* **What to work on**: State only how many lines below include the string "MockDefinition".

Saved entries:
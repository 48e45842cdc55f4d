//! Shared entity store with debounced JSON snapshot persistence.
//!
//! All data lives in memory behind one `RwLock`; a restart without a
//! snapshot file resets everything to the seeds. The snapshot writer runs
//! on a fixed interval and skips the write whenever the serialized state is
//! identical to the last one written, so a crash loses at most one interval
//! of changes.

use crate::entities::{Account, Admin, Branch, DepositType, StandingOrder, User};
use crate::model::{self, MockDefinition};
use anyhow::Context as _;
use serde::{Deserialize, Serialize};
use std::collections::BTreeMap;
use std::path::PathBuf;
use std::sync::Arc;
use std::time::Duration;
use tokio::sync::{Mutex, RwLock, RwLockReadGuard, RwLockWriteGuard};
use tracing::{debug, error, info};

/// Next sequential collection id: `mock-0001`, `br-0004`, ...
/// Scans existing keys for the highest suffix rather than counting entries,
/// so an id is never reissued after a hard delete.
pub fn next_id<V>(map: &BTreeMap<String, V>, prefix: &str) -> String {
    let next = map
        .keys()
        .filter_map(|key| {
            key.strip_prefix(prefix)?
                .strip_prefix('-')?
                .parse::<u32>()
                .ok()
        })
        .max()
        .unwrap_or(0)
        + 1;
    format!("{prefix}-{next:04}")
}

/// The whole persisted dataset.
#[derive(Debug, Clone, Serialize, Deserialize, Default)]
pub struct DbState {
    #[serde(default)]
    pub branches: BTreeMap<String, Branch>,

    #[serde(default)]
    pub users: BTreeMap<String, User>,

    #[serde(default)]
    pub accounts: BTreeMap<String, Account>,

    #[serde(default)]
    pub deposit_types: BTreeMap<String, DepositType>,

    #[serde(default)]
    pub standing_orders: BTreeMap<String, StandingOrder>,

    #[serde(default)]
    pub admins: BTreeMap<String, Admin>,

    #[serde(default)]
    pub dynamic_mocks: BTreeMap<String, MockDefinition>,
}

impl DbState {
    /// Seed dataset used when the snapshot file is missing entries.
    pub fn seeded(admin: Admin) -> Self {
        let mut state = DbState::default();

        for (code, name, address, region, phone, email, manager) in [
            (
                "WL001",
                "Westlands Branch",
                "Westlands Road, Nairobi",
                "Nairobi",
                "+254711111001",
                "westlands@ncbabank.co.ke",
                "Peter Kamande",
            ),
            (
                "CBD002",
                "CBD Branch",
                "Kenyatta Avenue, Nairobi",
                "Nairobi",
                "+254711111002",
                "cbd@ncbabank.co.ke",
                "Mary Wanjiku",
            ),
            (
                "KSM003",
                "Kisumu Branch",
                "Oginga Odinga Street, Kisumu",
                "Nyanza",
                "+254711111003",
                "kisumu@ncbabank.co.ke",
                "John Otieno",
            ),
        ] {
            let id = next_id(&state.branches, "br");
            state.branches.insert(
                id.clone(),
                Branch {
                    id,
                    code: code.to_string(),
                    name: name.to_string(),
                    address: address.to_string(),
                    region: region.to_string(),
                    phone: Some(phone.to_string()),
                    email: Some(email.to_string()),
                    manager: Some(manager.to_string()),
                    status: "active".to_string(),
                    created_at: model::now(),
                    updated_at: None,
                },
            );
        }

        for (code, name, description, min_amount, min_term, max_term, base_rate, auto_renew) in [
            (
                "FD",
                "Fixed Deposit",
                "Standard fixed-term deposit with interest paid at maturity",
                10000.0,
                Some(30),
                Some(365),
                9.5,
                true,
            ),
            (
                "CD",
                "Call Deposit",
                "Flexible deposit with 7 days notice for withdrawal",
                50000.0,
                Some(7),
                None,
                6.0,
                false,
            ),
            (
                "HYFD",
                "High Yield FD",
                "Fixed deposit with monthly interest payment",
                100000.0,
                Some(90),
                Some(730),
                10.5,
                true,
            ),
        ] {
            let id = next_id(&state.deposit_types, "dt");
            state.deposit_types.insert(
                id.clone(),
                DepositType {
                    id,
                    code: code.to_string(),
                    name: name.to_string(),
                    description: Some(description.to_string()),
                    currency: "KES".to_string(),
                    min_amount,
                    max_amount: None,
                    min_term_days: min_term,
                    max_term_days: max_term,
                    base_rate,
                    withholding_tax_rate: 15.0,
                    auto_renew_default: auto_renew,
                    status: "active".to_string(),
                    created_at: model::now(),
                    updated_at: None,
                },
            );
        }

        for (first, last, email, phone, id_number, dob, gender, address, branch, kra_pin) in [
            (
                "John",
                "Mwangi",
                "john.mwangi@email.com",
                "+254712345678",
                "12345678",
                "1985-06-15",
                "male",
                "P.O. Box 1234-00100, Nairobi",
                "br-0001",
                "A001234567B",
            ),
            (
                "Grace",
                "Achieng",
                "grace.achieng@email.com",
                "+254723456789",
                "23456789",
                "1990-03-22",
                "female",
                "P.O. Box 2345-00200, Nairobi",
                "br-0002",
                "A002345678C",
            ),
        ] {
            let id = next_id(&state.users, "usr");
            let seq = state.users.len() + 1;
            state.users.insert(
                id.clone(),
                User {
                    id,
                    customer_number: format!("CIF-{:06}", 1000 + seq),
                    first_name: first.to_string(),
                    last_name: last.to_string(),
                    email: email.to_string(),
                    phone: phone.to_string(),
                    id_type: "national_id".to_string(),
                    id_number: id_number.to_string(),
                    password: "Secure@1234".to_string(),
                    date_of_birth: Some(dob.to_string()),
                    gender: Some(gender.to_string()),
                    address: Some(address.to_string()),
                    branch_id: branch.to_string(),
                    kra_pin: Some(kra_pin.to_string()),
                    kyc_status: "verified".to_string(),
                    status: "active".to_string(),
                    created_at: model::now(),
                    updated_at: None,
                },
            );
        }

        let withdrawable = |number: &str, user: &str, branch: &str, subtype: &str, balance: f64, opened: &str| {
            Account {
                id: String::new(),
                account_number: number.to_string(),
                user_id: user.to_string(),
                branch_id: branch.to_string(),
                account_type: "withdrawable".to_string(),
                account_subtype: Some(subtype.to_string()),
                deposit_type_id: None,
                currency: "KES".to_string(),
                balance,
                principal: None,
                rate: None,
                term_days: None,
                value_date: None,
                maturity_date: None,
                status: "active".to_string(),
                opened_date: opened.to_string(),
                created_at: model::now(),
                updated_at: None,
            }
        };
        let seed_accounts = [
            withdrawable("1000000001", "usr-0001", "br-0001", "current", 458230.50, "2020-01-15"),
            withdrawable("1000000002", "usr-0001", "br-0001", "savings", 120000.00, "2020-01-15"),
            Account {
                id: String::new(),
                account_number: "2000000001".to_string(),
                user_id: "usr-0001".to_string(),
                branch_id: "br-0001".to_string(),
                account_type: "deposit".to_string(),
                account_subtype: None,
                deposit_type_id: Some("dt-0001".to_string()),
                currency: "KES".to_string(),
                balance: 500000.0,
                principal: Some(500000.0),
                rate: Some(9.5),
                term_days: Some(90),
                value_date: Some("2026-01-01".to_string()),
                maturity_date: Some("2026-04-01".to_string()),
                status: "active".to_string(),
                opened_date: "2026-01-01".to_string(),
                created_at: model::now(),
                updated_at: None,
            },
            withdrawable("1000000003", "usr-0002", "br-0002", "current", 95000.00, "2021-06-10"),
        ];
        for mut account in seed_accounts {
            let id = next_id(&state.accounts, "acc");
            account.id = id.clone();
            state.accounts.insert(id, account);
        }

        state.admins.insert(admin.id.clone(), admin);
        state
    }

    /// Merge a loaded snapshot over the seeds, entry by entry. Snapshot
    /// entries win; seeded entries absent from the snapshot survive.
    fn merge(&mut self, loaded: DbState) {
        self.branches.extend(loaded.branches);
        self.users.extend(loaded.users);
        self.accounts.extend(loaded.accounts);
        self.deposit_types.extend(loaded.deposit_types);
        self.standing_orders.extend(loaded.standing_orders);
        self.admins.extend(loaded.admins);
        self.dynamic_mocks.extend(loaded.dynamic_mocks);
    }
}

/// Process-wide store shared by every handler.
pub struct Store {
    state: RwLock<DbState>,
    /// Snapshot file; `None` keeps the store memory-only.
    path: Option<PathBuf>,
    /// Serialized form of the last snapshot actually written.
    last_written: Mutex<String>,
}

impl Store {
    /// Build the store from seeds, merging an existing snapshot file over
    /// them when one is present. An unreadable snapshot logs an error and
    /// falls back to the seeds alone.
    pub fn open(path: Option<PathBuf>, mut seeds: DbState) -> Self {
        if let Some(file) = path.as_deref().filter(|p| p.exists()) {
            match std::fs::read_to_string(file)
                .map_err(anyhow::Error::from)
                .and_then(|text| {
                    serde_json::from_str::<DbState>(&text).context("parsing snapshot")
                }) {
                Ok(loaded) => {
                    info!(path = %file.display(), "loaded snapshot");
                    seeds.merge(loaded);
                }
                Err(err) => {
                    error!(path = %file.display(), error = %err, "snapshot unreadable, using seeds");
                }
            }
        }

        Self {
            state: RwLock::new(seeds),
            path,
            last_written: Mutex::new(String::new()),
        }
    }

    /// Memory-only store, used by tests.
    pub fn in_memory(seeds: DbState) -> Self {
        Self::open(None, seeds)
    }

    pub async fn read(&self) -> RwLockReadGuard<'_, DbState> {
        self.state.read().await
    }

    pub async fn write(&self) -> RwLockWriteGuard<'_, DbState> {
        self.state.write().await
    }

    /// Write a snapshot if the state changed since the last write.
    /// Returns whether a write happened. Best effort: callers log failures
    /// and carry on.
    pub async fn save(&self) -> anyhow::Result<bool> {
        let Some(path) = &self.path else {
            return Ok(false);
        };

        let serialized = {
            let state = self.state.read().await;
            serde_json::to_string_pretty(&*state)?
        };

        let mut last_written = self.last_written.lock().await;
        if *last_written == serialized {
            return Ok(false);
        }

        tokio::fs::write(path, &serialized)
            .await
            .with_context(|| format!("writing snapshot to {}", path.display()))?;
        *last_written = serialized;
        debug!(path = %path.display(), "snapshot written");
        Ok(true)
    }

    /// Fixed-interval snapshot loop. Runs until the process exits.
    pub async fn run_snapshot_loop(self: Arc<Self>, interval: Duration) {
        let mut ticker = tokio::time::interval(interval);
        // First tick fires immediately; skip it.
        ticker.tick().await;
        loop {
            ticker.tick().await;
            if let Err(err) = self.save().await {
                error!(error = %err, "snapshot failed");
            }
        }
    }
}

* **Response to this exercise**: 2